(Records to process begins)
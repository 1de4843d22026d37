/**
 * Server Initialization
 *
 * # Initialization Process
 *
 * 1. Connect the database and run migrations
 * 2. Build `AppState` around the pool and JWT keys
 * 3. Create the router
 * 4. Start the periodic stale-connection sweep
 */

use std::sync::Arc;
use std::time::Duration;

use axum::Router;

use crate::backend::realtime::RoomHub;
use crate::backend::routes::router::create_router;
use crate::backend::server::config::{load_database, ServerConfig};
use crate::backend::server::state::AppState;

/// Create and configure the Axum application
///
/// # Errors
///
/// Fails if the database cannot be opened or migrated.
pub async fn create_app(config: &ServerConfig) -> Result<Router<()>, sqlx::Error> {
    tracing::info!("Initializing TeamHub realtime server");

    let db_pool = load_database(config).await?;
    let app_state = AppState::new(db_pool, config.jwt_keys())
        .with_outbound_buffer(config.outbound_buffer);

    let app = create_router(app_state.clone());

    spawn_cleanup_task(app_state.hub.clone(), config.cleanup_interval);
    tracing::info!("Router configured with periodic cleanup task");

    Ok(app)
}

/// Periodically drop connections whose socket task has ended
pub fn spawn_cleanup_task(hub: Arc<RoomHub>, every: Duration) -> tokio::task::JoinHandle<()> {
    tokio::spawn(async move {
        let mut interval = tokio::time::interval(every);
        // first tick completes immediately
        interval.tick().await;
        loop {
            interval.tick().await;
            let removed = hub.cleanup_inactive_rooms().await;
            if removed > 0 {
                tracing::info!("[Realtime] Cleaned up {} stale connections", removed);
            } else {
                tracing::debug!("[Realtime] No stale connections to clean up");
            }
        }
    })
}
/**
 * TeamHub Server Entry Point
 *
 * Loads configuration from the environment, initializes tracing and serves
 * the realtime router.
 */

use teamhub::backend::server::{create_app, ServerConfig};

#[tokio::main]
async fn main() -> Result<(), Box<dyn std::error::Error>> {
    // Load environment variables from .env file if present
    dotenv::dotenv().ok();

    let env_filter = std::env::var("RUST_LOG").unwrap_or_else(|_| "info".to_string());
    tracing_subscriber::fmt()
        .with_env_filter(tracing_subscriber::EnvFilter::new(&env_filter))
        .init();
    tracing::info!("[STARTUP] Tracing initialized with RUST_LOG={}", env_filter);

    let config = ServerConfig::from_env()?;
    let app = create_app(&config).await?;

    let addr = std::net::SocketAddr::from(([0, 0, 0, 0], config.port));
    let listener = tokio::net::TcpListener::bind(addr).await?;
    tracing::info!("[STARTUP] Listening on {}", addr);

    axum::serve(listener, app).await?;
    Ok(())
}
(Records to process ends)
- _Work instruction_
Without altering a single word, set down all the entries again.

- _Result of the exercise_
repository 1de4843d22026d37
/**
 * Server Initialization
 *
 * # Initialization Process
 *
 * 1. Connect the database and run migrations
 * 2. Build `AppState` around the pool and JWT keys
 * 3. Create the router
 * 4. Start the periodic stale-connection sweep
 */

use std::sync::Arc;
use std::time::Duration;

use axum::Router;

use crate::backend::realtime::RoomHub;
use crate::backend::routes::router::create_router;
use crate::backend::server::config::{load_database, ServerConfig};
use crate::backend::server::state::AppState;

/// Create and configure the Axum application
///
/// # Errors
///
/// Fails if the database cannot be opened or migrated.
pub async fn create_app(config: &ServerConfig) -> Result<Router<()>, sqlx::Error> {
    tracing::info!("Initializing TeamHub realtime server");

    let db_pool = load_database(config).await?;
    let app_state = AppState::new(db_pool, config.jwt_keys())
        .with_outbound_buffer(config.outbound_buffer);

    let app = create_router(app_state.clone());

    spawn_cleanup_task(app_state.hub.clone(), config.cleanup_interval);
    tracing::info!("Router configured with periodic cleanup task");

    Ok(app)
}

/// Periodically drop connections whose socket task has ended
pub fn spawn_cleanup_task(hub: Arc<RoomHub>, every: Duration) -> tokio::task::JoinHandle<()> {
    tokio::spawn(async move {
        let mut interval = tokio::time::interval(every);
        // first tick completes immediately
        interval.tick().await;
        loop {
            interval.tick().await;
            let removed = hub.cleanup_inactive_rooms().await;
            if removed > 0 {
                tracing::info!("[Realtime] Cleaned up {} stale connections", removed);
            } else {
                tracing::debug!("[Realtime] No stale connections to clean up");
            }
        }
    })
}
/**
 * TeamHub Server Entry Point
 *
 * Loads configuration from the environment, initializes tracing and serves
 * the realtime router.
 */

use teamhub::backend::server::{create_app, ServerConfig};

#[tokio::main]
async fn main() -> Result<(), Box<dyn std::error::Error>> {
    // Load environment variables from .env file if present
    dotenv::dotenv().ok();

    let env_filter = std::env::var("RUST_LOG").unwrap_or_else(|_| "info".to_string());
    tracing_subscriber::fmt()
        .with_env_filter(tracing_subscriber::EnvFilter::new(&env_filter))
        .init();
    tracing::info!("[STARTUP] Tracing initialized with RUST_LOG={}", env_filter);

    let config = ServerConfig::from_env()?;
    let app = create_app(&config).await?;

    let addr = std::net::SocketAddr::from(([0, 0, 0, 0], config.port));
    let listener = tokio::net::TcpListener::bind(addr).await?;
    tracing::info!("[STARTUP] Listening on {}", addr);

    axum::serve(listener, app).await?;
    Ok(())
}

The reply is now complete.